» **ASSIGNMENT**: From the entries that follow, extract each line holding the string "SynthCaches".

☆ ☆ ☆

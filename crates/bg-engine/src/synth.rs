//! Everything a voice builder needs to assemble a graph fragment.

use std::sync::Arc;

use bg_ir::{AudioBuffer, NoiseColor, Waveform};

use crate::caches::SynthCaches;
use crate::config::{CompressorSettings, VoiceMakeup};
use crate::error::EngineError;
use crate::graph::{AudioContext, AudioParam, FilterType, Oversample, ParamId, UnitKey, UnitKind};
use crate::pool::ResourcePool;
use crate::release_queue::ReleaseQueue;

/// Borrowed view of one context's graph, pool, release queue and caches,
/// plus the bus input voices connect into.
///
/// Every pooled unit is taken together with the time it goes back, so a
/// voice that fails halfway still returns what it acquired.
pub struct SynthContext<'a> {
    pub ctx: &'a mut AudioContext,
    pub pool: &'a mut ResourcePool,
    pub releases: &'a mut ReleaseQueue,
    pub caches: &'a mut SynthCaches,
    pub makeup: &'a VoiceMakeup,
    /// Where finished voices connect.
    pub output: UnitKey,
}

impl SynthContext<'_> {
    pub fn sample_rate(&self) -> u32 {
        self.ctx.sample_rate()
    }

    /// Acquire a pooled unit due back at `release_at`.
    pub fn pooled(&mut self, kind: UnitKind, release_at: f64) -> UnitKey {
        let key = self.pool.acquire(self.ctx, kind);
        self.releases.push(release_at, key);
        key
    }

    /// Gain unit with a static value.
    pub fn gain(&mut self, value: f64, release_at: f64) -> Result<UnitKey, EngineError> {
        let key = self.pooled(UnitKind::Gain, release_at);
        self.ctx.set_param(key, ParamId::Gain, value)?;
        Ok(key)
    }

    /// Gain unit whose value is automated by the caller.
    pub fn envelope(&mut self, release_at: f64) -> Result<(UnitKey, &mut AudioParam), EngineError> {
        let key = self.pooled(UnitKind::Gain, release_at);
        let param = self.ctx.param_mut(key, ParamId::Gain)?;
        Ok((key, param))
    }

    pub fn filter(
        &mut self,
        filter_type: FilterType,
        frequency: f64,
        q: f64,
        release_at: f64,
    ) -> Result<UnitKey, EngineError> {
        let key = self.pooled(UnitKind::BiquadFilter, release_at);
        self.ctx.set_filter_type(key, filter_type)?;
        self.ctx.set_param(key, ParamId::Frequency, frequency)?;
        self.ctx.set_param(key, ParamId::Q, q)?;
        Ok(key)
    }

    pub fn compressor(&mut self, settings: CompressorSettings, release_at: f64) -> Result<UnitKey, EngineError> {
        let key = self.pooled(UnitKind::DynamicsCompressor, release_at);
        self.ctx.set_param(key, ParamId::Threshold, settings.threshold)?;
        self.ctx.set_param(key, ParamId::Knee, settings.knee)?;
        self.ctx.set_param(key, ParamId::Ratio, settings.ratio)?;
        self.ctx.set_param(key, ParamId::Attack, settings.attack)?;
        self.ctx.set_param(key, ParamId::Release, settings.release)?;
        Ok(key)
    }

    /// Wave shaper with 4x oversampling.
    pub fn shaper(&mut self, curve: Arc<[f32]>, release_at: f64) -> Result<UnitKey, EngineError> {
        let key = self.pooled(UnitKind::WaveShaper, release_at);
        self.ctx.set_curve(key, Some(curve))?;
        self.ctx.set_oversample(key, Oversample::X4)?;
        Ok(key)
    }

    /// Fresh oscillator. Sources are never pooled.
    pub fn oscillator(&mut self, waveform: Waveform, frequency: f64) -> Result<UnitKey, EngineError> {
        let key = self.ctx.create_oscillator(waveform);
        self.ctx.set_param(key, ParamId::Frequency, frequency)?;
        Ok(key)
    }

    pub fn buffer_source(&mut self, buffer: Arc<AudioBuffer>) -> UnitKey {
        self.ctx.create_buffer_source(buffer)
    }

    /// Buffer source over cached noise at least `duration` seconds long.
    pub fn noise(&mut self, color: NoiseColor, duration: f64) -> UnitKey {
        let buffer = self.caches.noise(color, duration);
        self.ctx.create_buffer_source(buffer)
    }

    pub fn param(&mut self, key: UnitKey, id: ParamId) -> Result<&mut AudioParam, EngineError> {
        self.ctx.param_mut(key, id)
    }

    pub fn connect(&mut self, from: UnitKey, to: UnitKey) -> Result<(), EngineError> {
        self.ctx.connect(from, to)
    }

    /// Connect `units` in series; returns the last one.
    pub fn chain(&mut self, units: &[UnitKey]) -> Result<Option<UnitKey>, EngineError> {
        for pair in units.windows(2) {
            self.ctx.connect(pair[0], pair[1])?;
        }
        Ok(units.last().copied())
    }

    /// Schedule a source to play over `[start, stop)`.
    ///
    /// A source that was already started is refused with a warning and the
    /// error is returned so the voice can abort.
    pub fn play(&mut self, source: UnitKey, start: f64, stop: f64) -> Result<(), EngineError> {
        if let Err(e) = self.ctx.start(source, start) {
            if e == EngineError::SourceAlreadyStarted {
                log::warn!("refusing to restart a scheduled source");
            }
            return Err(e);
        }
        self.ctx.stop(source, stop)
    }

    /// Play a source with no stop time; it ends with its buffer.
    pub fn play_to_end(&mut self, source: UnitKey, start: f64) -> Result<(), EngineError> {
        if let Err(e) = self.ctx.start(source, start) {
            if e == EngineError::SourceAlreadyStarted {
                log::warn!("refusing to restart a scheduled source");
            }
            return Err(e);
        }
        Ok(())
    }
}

☆ ☆ ☆

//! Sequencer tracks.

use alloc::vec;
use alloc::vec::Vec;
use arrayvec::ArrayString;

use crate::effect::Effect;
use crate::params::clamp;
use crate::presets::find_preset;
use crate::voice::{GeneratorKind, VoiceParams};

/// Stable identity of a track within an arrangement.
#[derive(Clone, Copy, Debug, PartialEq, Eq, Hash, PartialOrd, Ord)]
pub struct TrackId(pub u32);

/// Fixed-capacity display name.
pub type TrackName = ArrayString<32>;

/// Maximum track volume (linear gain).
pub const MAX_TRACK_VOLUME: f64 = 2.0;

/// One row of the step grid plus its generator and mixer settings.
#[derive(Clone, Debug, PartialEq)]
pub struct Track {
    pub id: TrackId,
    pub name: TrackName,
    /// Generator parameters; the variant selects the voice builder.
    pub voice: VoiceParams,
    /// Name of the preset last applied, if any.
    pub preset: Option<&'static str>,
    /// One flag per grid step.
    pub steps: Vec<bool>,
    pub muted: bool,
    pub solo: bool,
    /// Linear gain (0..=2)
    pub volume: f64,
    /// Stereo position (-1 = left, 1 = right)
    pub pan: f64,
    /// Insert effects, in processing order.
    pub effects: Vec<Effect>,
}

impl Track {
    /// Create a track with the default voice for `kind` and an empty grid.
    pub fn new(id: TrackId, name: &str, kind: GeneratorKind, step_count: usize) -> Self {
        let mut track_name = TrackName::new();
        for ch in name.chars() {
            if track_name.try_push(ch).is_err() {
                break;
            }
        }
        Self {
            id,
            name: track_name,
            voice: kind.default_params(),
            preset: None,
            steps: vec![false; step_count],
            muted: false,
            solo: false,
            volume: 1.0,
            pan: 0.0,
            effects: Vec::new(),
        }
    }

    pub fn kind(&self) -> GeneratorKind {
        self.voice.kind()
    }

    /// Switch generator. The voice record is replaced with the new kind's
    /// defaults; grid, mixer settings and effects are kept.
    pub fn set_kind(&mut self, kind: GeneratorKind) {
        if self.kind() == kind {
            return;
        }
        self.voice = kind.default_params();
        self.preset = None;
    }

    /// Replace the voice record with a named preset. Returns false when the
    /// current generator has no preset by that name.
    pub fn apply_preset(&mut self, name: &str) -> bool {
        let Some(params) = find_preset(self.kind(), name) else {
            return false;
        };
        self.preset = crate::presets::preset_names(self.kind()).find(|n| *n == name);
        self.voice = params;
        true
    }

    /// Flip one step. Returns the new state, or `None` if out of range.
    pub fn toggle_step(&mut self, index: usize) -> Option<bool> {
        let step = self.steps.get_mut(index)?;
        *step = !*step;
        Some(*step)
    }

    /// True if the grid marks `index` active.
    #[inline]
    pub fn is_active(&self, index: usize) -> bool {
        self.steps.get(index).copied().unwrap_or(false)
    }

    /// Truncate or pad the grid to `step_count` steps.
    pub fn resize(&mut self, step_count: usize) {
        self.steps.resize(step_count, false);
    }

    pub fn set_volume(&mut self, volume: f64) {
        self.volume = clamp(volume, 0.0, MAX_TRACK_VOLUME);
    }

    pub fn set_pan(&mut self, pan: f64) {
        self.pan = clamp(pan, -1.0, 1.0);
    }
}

☆ ☆ ☆

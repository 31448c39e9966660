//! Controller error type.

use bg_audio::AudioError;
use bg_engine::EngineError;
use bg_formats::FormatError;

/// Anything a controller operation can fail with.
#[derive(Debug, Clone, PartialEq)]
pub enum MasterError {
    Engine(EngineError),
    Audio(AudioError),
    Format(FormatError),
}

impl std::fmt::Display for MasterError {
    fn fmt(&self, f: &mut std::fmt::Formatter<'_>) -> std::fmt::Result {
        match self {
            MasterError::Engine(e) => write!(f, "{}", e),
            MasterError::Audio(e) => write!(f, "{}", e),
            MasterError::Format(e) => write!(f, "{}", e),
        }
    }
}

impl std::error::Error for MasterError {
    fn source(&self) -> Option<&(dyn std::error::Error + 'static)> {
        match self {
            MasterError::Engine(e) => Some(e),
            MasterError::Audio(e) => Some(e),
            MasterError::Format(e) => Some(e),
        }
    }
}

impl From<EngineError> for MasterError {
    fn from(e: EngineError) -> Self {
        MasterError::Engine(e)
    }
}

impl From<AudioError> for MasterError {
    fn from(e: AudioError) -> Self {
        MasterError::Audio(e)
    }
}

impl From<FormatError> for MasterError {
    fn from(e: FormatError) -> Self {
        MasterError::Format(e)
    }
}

☆ ☆ ☆

» **ANSWER TO THE EXERCISE**:
use crate::caches::SynthCaches;
    pub caches: &'a mut SynthCaches,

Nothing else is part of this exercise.